1) $$\displaystyle \sum\limits_{n=1}^{\infty }{\frac{{{n}^{3}}}{{{e}^{n}}}}$$

2) $$\displaystyle \sum\limits_{n=1}^{\infty }{\frac{-1}{2\left( n+1 \right)}+\frac{2}{\left( n+2 \right)}-\frac{3}{n\left( n+3 \right)}}$$

Homework Equations

The Attempt at a Solution

I've proved that both series converge. In fact the second series was given like this:
$$\displaystyle \sum\limits_{n=1}^{\infty }{\frac{n}{\left( n+1 \right)\left( n+2 \right)\left( n+3 \right)}}$$
I just simplified to calculate the sum.
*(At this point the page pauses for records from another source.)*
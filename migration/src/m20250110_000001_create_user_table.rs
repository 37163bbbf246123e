use sea_orm_migration::{prelude::*, schema::*};

#[derive(DeriveMigrationName)]
pub struct Migration;

#[async_trait::async_trait]
impl MigrationTrait for Migration {
    async fn up(&self, manager: &SchemaManager) -> Result<(), DbErr> {
        manager
            .create_table(
                Table::create()
                    .table(User::Table)
                    .if_not_exists()
                    .col(string(User::SteamId).primary_key())
                    .col(string(User::Name))
                    .col(string(User::Avatar))
                    .col(string(User::Role))
                    .col(
                        timestamp(User::CreatedAt)
                            .default(Expr::current_timestamp())
                            .not_null(),
                    )
                    .col(
                        timestamp(User::LastLoginAt)
                            .default(Expr::current_timestamp())
                            .not_null(),
                    )
                    .to_owned(),
            )
            .await
    }

    async fn down(&self, manager: &SchemaManager) -> Result<(), DbErr> {
        manager
            .drop_table(Table::drop().table(User::Table).to_owned())
            .await
    }
}

#[derive(DeriveIden)]
pub enum User {
    Table,
    SteamId,
    Name,
    Avatar,
    Role,
    CreatedAt,
    LastLoginAt,
}
//! Application state shared across all request handlers.
//!
//! `AppState` is initialized once during startup and cloned cheaply for
//! each request through axum's state extraction. All fields are either
//! connection pools, reference-counted handles, or small owned values.

use sea_orm::DatabaseConnection;
use serenity::http::Http;
use std::sync::Arc;

use crate::{
    config::{Config, DiscordConfig},
    service::notification::NotificationDispatcher,
};

#[derive(Clone)]
pub struct AppState {
    /// Database connection pool for accessing persistent storage.
    pub db: DatabaseConnection,

    /// HTTP client for Steam calls (OpenID verification, player summaries).
    ///
    /// Configured with redirects disabled; the only redirect in the login
    /// flow is the one we issue ourselves.
    pub http_client: reqwest::Client,

    /// Discord HTTP client shared by role grants and the delivery worker.
    pub discord_http: Arc<Http>,

    /// Sending half of the notification queue.
    pub dispatcher: NotificationDispatcher,

    /// Guild, role, and webhook configuration for the Discord side.
    pub discord: DiscordConfig,

    /// Steam Web API key for profile lookups.
    pub steam_api_key: String,

    /// Public base URL for OpenID return targets and post-login redirects.
    pub app_url: String,

    /// Steam id granted `ADMIN` on first login, if configured.
    pub bootstrap_admin: Option<u64>,
}

impl AppState {
    /// Creates the application state from startup-initialized dependencies.
    ///
    /// # Arguments
    /// - `db` - Database connection pool
    /// - `http_client` - HTTP client for Steam API requests
    /// - `discord_http` - Discord HTTP client for bot operations
    /// - `dispatcher` - Handle to the running notification worker
    /// - `config` - Parsed environment configuration, consumed for its
    ///   request-time settings
    pub fn new(
        db: DatabaseConnection,
        http_client: reqwest::Client,
        discord_http: Arc<Http>,
        dispatcher: NotificationDispatcher,
        config: Config,
    ) -> Self {
        Self {
            db,
            http_client,
            discord_http,
            dispatcher,
            discord: config.discord,
            steam_api_key: config.steam_api_key,
            app_url: config.app_url,
            bootstrap_admin: config.bootstrap_admin,
        }
    }
}
use super::*;
use chrono::{Duration, Utc};

/// Tests that the actor's newest application in the category is returned.
///
/// Verifies that an earlier rejected application does not shadow the
/// current pending one.
///
/// Expected: Ok(Application) with the newest submission
#[tokio::test]
async fn returns_newest_own_application() -> Result<(), AppError> {
    let test = TestBuilder::new()
        .with_portal_tables()
        .build()
        .await
        .unwrap();
    let db = test.db.as_ref().unwrap();

    factory::user::create_user_with_steam_id(db, 76561198000000001).await?;
    factory::application::ApplicationFactory::new(db, 76561198000000001)
        .status("AFVIST")
        .created_at(Utc::now() - Duration::days(3))
        .build()
        .await?;
    let current = factory::application::ApplicationFactory::new(db, 76561198000000001)
        .build()
        .await?;
    let actor = whitelisted_actor(76561198000000001);

    let application = ApplicationService::new(db)
        .latest_own(&actor, Category::Whitelist)
        .await?;

    assert_eq!(application.id, current.id);
    assert_eq!(application.status, ApplicationStatus::Afventer);

    Ok(())
}

/// Tests the lookup when the actor never applied in the category.
///
/// The actor holds a police application, so the miss is category-scoped.
///
/// Expected: Err(AppError::NotFound) naming the category
#[tokio::test]
async fn returns_not_found_when_never_applied() -> Result<(), AppError> {
    let test = TestBuilder::new()
        .with_portal_tables()
        .build()
        .await
        .unwrap();
    let db = test.db.as_ref().unwrap();

    factory::user::create_user_with_steam_id(db, 76561198000000001).await?;
    factory::create_application_with_status(db, 76561198000000001, "police", "AFVENTER").await?;
    let actor = whitelisted_actor(76561198000000001);

    let result = ApplicationService::new(db)
        .latest_own(&actor, Category::Whitelist)
        .await;

    assert!(result.is_err());
    match result.unwrap_err() {
        AppError::NotFound(message) => {
            assert_eq!(message, "No whitelist application found");
        }
        e => panic!("Expected NotFound error, got: {:?}", e),
    }

    Ok(())
}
Anyway, I don't know how to do that. I don't know when I am able to split the series into sum of series because I know that it cannot be done sometimes but sometimes it can.

Thanks

 

[tt2348]

for
$\sum\limits_{n=1}^{\infty}\frac{n}{(n+1)(n+2)(n+3)}$
I get when expanded
$\sum\limits_{n=1}^{\infty}\frac{n}{(n+1)(n+2)(n+3)}=\sum\limits_{n=1}^{\infty}-\frac{1}{2}(\frac{1}{n+1})+2(\frac{1}{n+2})-\frac{3}{2}(\frac{1}{n+3})=\sum\limits_{n=1}^{ \infty} \frac{1}{2}(\frac{1}{n+2}-\frac{1}{n+1})+\frac{3}{2}(\frac{1}{n+2}-\frac{1}{n+3})$
any ideas what to do with that?

 

[Hernaner28]

Yeah, it's a telescopic. It was really simple. Didn't realize.
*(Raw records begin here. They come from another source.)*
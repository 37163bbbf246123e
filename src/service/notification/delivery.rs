use std::sync::Arc;
use std::time::Duration;

use serenity::all::{CreateEmbed, CreateEmbedFooter, ExecuteWebhook, Timestamp, Webhook};
use serenity::http::Http;

use crate::{
    config::DiscordConfig,
    error::AppError,
    model::application::ApplicationStatus,
    service::{discord::DiscordGuildService, notification::NotificationJob},
};

/// Upper bound on a single delivery, member lookup included.
pub(super) const DELIVERY_TIMEOUT: Duration = Duration::from_secs(10);

const EMBED_TITLE: &str = "AvanhaRP";
const EMBED_FOOTER: &str = "Avanha System";

/// Posts status embeds to the category webhooks. Owned by the worker task.
pub struct NotificationDelivery {
    http: Arc<Http>,
    discord: DiscordConfig,
}

impl NotificationDelivery {
    pub fn new(http: Arc<Http>, discord: DiscordConfig) -> Self {
        Self { http, discord }
    }

    /// Posts the status embed to the category's webhook channel.
    ///
    /// The applicant's Discord username is resolved to a guild member for
    /// the mention line. A handle that does not resolve downgrades the
    /// notice to embed-only rather than failing it.
    ///
    /// # Arguments
    /// - `job` - The queued notice to deliver
    ///
    /// # Returns
    /// - `Ok(())` - Webhook accepted the message
    /// - `Err(AppError)` - Webhook lookup or execution failed
    pub async fn deliver(&self, job: &NotificationJob) -> Result<(), AppError> {
        let member_id = match DiscordGuildService::new(&self.http, self.discord.guild_id)
            .find_member_id(&job.discord_handle)
            .await
        {
            Ok(Some(id)) => Some(id),
            Ok(None) => {
                tracing::warn!(
                    "No guild member named '{}', sending notice without mention",
                    job.discord_handle
                );
                None
            }
            Err(e) => {
                tracing::warn!(
                    "Member lookup for '{}' failed, sending notice without mention: {}",
                    job.discord_handle,
                    e
                );
                None
            }
        };

        let webhook = Webhook::from_url(&self.http, self.discord.webhook_for(job.category)).await?;

        let mut message = ExecuteWebhook::new().embed(status_embed(job.status));
        if let Some(id) = member_id {
            message = message.content(format!("<@{}>", id));
        }

        webhook.execute(&self.http, false, message).await?;

        tracing::debug!(
            "Delivered {} notice for application {} to the {} channel",
            job.status,
            job.application_id,
            job.category
        );

        Ok(())
    }
}

fn status_embed(status: ApplicationStatus) -> CreateEmbed {
    CreateEmbed::new()
        .title(EMBED_TITLE)
        .description(format!("**Din Ansøgning Er** {}", status))
        .color(status_color(status))
        .footer(CreateEmbedFooter::new(EMBED_FOOTER))
        .timestamp(Timestamp::now())
}

/// Approved reads green, rejected red, anything else white.
fn status_color(status: ApplicationStatus) -> u32 {
    match status {
        ApplicationStatus::Godkendt => 0x00ff00,
        ApplicationStatus::Afvist => 0xff0000,
        ApplicationStatus::Afventer => 0xffffff,
    }
}
//! Avanha Portal Test Utils
//!
//! Provides shared testing utilities for building integration and unit tests for the
//! application portal. This crate offers a builder pattern for creating test contexts
//! with in-memory SQLite databases and customizable table schemas.
//!
//! # Overview
//!
//! The test utilities consist of three main components:
//! - **TestBuilder**: Fluent builder for configuring test environments
//! - **TestContext**: Test environment containing database connection and setup
//! - **TestError**: Error types that can occur during test setup
//!
//! # Usage
//!
//! Use `TestBuilder` to create a test context with the required database tables:
//!
//! ```rust,ignore
//! use test_utils::builder::TestBuilder;
//! use entity::prelude::User;
//!
//! #[tokio::test]
//! async fn test_user_operations() -> Result<(), TestError> {
//!     let test = TestBuilder::new()
//!         .with_table(User)
//!         .build()
//!         .await?;
//!
//!     let db = test.db.unwrap();
//!     // Perform database operations...
//!
//!     Ok(())
//! }
//! ```

pub mod builder;
pub mod context;
pub mod error;
pub mod factory;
And for the first, any idea?

Thanks!

BTW Do you know in which cases it's possible to separate the series into sum of series?

 

[tt2348]

for telescoping... when you see things like n/(n+k)!, or 1/(n+1)(n+2).. style
it's just an intuitive feeling you'll learn.
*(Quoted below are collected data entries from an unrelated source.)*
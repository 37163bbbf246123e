use thiserror::Error;

/// Errors that can occur while setting up a test environment.
#[derive(Error, Debug)]
pub enum TestError {
    /// Failed to connect to the in-memory database or execute schema setup.
    #[error("Database error: {0}")]
    Database(#[from] sea_orm::DbErr),
}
for the first.. I have a method, but it's not pretty,
are you familiar with power series?

 

[tt2348]

for x<1
$f(x)=\sum\limits_{n=1}^{\infty}x^{n}=\frac{1}{1-x}$
then $f'(x)=\sum\limits_{n=1}^{\infty}nx^{n-1}$
implies $xf'(x)=\sum\limits_{n=1}^{\infty}nx^{n}$
so $x\frac{d}{dx}(xf'(x))=\sum\limits_{n=1}^{\infty}n^2x^{n}$
and finally $g(x)=x\frac{d}{dx}(x\frac{d}{dx}(xf'(x)))=\sum \limits_{n=1}^{ \infty}n^3x^{n}$

using f(x)=1/(1-x)... , find g(x), and plug in 1/e

 

[Hernaner28]

Wow, that's pretty tough, THANK YOUU!